┏━━

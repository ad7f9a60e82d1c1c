mod aggregator_tests;
use alloy_primitives::Address;
use alloy_sol_types::SolEvent;
use tracing::info;

use crate::env::{CallContext, Env};
use crate::extensions::env_extensions::EnvExtensions;
use crate::types::error::Result;
use crate::types::interfaces::{IERC173::OwnershipTransferred, LibDiamond::NotContractOwner};

// Fail unless the caller of the current frame is the diamond owner
pub fn enforce_is_contract_owner(e: &Env, ctx: &CallContext) -> Result<()> {
    let owner = e.contract_owner(ctx.address);
    if ctx.caller != owner {
        return Err(NotContractOwner {
            user: ctx.caller,
            contractOwner: owner,
        }
        .into());
    }
    Ok(())
}

// Store a new owner and emit OwnershipTransferred(previous, new)
pub fn set_contract_owner(e: &mut Env, diamond: Address, new_owner: Address) {
    let previous_owner = e.contract_owner(diamond);
    e.set_contract_owner_slot(diamond, new_owner);
    let event = OwnershipTransferred {
        previousOwner: previous_owner,
        newOwner: new_owner,
    };
    e.emit(diamond, event.encode_log_data());
    info!(%diamond, %previous_owner, %new_owner, "ownership transferred");
}
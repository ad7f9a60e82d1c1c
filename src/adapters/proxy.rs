use alloy_primitives::{Address, Bytes, U256};
use alloy_sol_types::SolEvent;
use tracing::{debug, warn};

use crate::env::{CallContext, Env};
use crate::extensions::env_extensions::EnvExtensions;
use crate::extensions::reentrancy::non_reentrant;
use crate::extensions::safe_transfer::{
    balance_of, safe_approve, safe_transfer, safe_transfer_from, send_native,
};
use crate::types::error::{Result, RouterError};
use crate::types::interfaces::IAggregatorProxy::{
    FeeCollected, FeeRecipientNotSet, InvalidNativeAmount, TokensTransferred,
};
use crate::types::provider::Provider;
use crate::types::swap_request::SwapRequest;
use crate::types::token_with_fee::TokenWithFee;

// Forward a swap to an aggregator, collecting the input and output fees on the way
//
// # Arguments
//
// * `e` - The environment
// * `ctx` - Frame of the swap entry point, delegatecalled by the diamond
// * `provider` - Aggregator provider, used for tracing
// * `aggregator` - Aggregator contract address
// * `request` - Decoded swap arguments
//
// # Errors
//
// Fails if the lock is held (reentrancy)
// Fails if the attached native value does not match the input leg
// Fails if a fee is due and no fee recipient is configured
// Fails if a token transfer fails
// Fails with the aggregator's own revert data if the aggregator call reverts
pub fn call_aggregator(
    e: &mut Env,
    ctx: &CallContext,
    provider: Provider,
    aggregator: Address,
    request: SwapRequest,
) -> Result<Bytes> {
    non_reentrant(e, ctx, |e| {
        let diamond = ctx.address;
        let trader = ctx.caller;
        //native balance the diamond held before this transaction's value arrived
        let native_before = e.balance(diamond).saturating_sub(ctx.value);

        let (input_fee, swap_amount) = request.from.split(request.from_amount)?;
        debug!(
            %provider,
            %trader,
            from = %request.from.token,
            to = %request.to.token,
            amount = %request.from_amount,
            %input_fee,
            "forwarding swap"
        );

        //collect the input fee and hand the rest to the aggregator
        let call_value = if request.from.is_native() {
            if ctx.value != request.from_amount {
                return Err(InvalidNativeAmount {
                    expected: request.from_amount,
                    actual: ctx.value,
                }
                .into());
            }
            if let Some(recipient) = fee_recipient(e, diamond, input_fee)? {
                send_native(e, diamond, recipient, input_fee)?;
                emit_fee_collected(e, diamond, Address::ZERO, recipient, input_fee);
            }
            swap_amount
        } else {
            if !ctx.value.is_zero() {
                return Err(InvalidNativeAmount {
                    expected: U256::ZERO,
                    actual: ctx.value,
                }
                .into());
            }
            let token = request.from.token;
            if let Some(recipient) = fee_recipient(e, diamond, input_fee)? {
                safe_transfer_from(e, diamond, token, trader, recipient, input_fee)?;
                emit_fee_collected(e, diamond, token, recipient, input_fee);
            }
            safe_transfer_from(e, diamond, token, trader, diamond, swap_amount)?;
            safe_approve(e, diamond, token, aggregator, swap_amount)?;
            U256::ZERO
        };

        //execute the swap
        if let Err(reverted) = e.call(diamond, aggregator, call_value, &request.call_data) {
            warn!(%provider, %aggregator, revert_data = ?reverted.0, "aggregator call reverted");
            return Err(RouterError::from(reverted));
        }

        if !request.from.is_native() {
            safe_approve(e, diamond, request.from.token, aggregator, U256::ZERO)?;
        }

        //refund whatever the aggregator left of the input
        if !request.is_same_token() {
            let unspent = held_amount(e, diamond, request.from, native_before)?;
            if !unspent.is_zero() {
                debug!(%provider, %trader, token = %request.from.token, %unspent, "refunding unspent input");
                pay_out(e, diamond, request.from.token, trader, unspent)?;
                emit_tokens_transferred(e, diamond, request.from.token, trader, unspent);
            }
        }

        //split the bought amount into output fee and trader share
        let bought = held_amount(e, diamond, request.to, native_before)?;
        let (output_fee, received) = request.to.split(bought)?;
        let token = request.to.token;
        if let Some(recipient) = fee_recipient(e, diamond, output_fee)? {
            pay_out(e, diamond, token, recipient, output_fee)?;
            emit_fee_collected(e, diamond, token, recipient, output_fee);
        }
        if !received.is_zero() {
            pay_out(e, diamond, token, trader, received)?;
            emit_tokens_transferred(e, diamond, token, trader, received);
        }
        debug!(%provider, %trader, %bought, %output_fee, %received, "swap settled");
        Ok(Bytes::new())
    })
}

// Recipient of a non-zero fee, None when there is nothing to collect
fn fee_recipient(e: &Env, diamond: Address, fee: U256) -> Result<Option<Address>> {
    if fee.is_zero() {
        return Ok(None);
    }
    match e.fee_recipient(diamond) {
        Some(recipient) => Ok(Some(recipient)),
        None => Err(FeeRecipientNotSet {}.into()),
    }
}

// Amount of `token` the diamond holds on behalf of the current swap
fn held_amount(e: &mut Env, diamond: Address, token: TokenWithFee, native_before: U256) -> Result<U256> {
    if token.is_native() {
        Ok(e.balance(diamond).saturating_sub(native_before))
    } else {
        balance_of(e, diamond, token.token, diamond)
    }
}

fn pay_out(e: &mut Env, diamond: Address, token: Address, to: Address, amount: U256) -> Result<()> {
    if token.is_zero() {
        send_native(e, diamond, to, amount)
    } else {
        safe_transfer(e, diamond, token, to, amount)
    }
}

fn emit_fee_collected(e: &mut Env, diamond: Address, token: Address, recipient: Address, amount: U256) {
    let event = FeeCollected {
        token,
        recipient,
        amount,
    };
    e.emit(diamond, event.encode_log_data());
}

fn emit_tokens_transferred(e: &mut Env, diamond: Address, token: Address, to: Address, amount: U256) {
    let event = TokensTransferred { token, to, amount };
    e.emit(diamond, event.encode_log_data());
}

┗━━

Reproduce only the lines above spanning from the line containing "let (input_fee, swap_amount)" through the line containing "emit_fee_collected(e, diamond, token, recipient, input_fee);", word for word.

        let (input_fee, swap_amount) = request.from.split(request.from_amount)?;
        debug!(
            %provider,
            %trader,
            from = %request.from.token,
            to = %request.to.token,
            amount = %request.from_amount,
            %input_fee,
            "forwarding swap"
        );

        //collect the input fee and hand the rest to the aggregator
        let call_value = if request.from.is_native() {
            if ctx.value != request.from_amount {
                return Err(InvalidNativeAmount {
                    expected: request.from_amount,
                    actual: ctx.value,
                }
                .into());
            }
            if let Some(recipient) = fee_recipient(e, diamond, input_fee)? {
                send_native(e, diamond, recipient, input_fee)?;
                emit_fee_collected(e, diamond, Address::ZERO, recipient, input_fee);
            }
            swap_amount
        } else {
            if !ctx.value.is_zero() {
                return Err(InvalidNativeAmount {
                    expected: U256::ZERO,
                    actual: ctx.value,
                }
                .into());
            }
            let token = request.from.token;
            if let Some(recipient) = fee_recipient(e, diamond, input_fee)? {
                safe_transfer_from(e, diamond, token, trader, recipient, input_fee)?;
                emit_fee_collected(e, diamond, token, recipient, input_fee);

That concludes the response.